In turn almost the whole of the revolutionary anarchist positions – with varying nuances – see insurrection as a necessary phase along the road to revolution. But this insurrection is seen as a mass revolt due to certain socio-economic forces that serve to set it off. The role of the anarchist movement is to limit itself to understanding these conditions and economic and social contradictions to make them more comprehensible to the mass. Basically, a role of propaganda and counter-information.
Often even the anarchist comrades who see the need for violent struggle against the structures of oppression with out half measures, limit themselves to this part of the analysis and do not feel obliged to go any further. The mass – they say – must do everything themselves. Anything else would be authoritarian on the part of the specific anarchist organisation and could turn out to be disastrous.
This idea of insurrection might have been logical when nearly the whole of the anarchist movement was on positions of synthesis, i.e. in the dimension of the big (or not so big) quantitative organisations.

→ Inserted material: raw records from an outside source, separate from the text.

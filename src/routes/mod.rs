pub mod health;
pub mod jobs;
pub mod metrics;
pub mod upload;

use axum::routing::{get, post};
use axum::Router;

use crate::app_state::AppState;

/// API router, shared by the server binary and the integration tests.
pub fn router(state: AppState) -> Router {
    Router::new()
        .route("/health", get(health::health_check))
        .route("/jobs", post(jobs::create_job))
        .route("/jobs/gpt-edit", post(jobs::create_gpt_edit_job))
        .route("/jobs/face-swap", post(jobs::create_face_swap_job))
        .route("/jobs/queue/status", get(jobs::queue_status))
        .route("/jobs/{job_id}", get(jobs::get_job))
        .route("/upload", post(upload::upload_image))
        .route("/uploads", get(upload::list_uploads))
        .route("/uploads/{filename}", get(upload::check_file))
        .with_state(state)
}
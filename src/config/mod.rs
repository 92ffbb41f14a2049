use serde::Deserialize;
use std::path::PathBuf;
use std::time::Duration;

#[derive(Debug, Deserialize)]
pub struct AppConfig {
    /// Server bind address (e.g., "0.0.0.0:3000").
    #[serde(default = "default_bind_addr")]
    pub bind_addr: String,

    /// Root of the media tree (uploads and job artifacts).
    #[serde(default = "default_media_root")]
    pub media_root: PathBuf,

    /// Client-visible URL prefix for `media_root`; the reverse proxy serves
    /// files under it. Absolute ("https://host/media") or path-only ("/media").
    #[serde(default = "default_public_base_url")]
    pub public_base_url: String,

    /// OpenAI API key for the generative edit backend
    pub openai_api_key: String,

    /// OpenAI API base URL
    #[serde(default = "default_openai_base_url")]
    pub openai_base_url: String,

    /// Image edit model name
    #[serde(default = "default_gpt_image_model")]
    pub gpt_image_model: String,

    /// Base URL of the face-swap engine
    pub faceswap_url: String,

    /// Number of concurrent job workers
    #[serde(default = "default_worker_count")]
    pub worker_count: usize,

    /// Attempts per backend call before a transient failure becomes fatal
    #[serde(default = "default_backend_max_attempts")]
    pub backend_max_attempts: u32,

    /// Base delay for exponential retry backoff, in milliseconds
    #[serde(default = "default_retry_base_delay_ms")]
    pub retry_base_delay_ms: u64,

    /// Upper bound on a single backend call, in seconds
    #[serde(default = "default_stage_timeout_secs")]
    pub stage_timeout_secs: u64,
}

fn default_bind_addr() -> String {
    "0.0.0.0:3000".to_string()
}

fn default_media_root() -> PathBuf {
    PathBuf::from("./media")
}

fn default_public_base_url() -> String {
    "/media".to_string()
}

fn default_openai_base_url() -> String {
    "https://api.openai.com/v1".to_string()
}

fn default_gpt_image_model() -> String {
    "gpt-image-1".to_string()
}

fn default_worker_count() -> usize {
    4
}

fn default_backend_max_attempts() -> u32 {
    3
}

fn default_retry_base_delay_ms() -> u64 {
    500
}

fn default_stage_timeout_secs() -> u64 {
    120
}

impl AppConfig {
    pub fn from_env() -> Result<Self, envy::Error> {
        dotenvy::dotenv().ok();
        envy::from_env()
    }

    pub fn retry_base_delay(&self) -> Duration {
        Duration::from_millis(self.retry_base_delay_ms)
    }

    pub fn stage_timeout(&self) -> Duration {
        Duration::from_secs(self.stage_timeout_secs)
    }
}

Through the instrument of the syndicalist organisation they planned to address the whole of the social and economic struggles into a situation of waiting for a breaking out of the revolutionary moment.
There is a different way to envisage revolutionary struggle in an insurrectionalist key, in our opinion.
We consider that the anarchist organisation, so long as it is informal, can contribute to the constitution of autonomous base nuclei which, as mass organisms, can program attacks against structures of social, economic and military repression. These attacks, even if circumscribed, have all the methodological characteristics and practices of insurrectional phenomena when not left to the blind forces of social and economic conflict but are brought into an anarchist projectuality based on the principles of autonomy, direct action, constant attack and the refusal to compromise.
In a word, this is the insurrectional conception that we are inviting all comrades interested to assess with critiques, analysis and debate.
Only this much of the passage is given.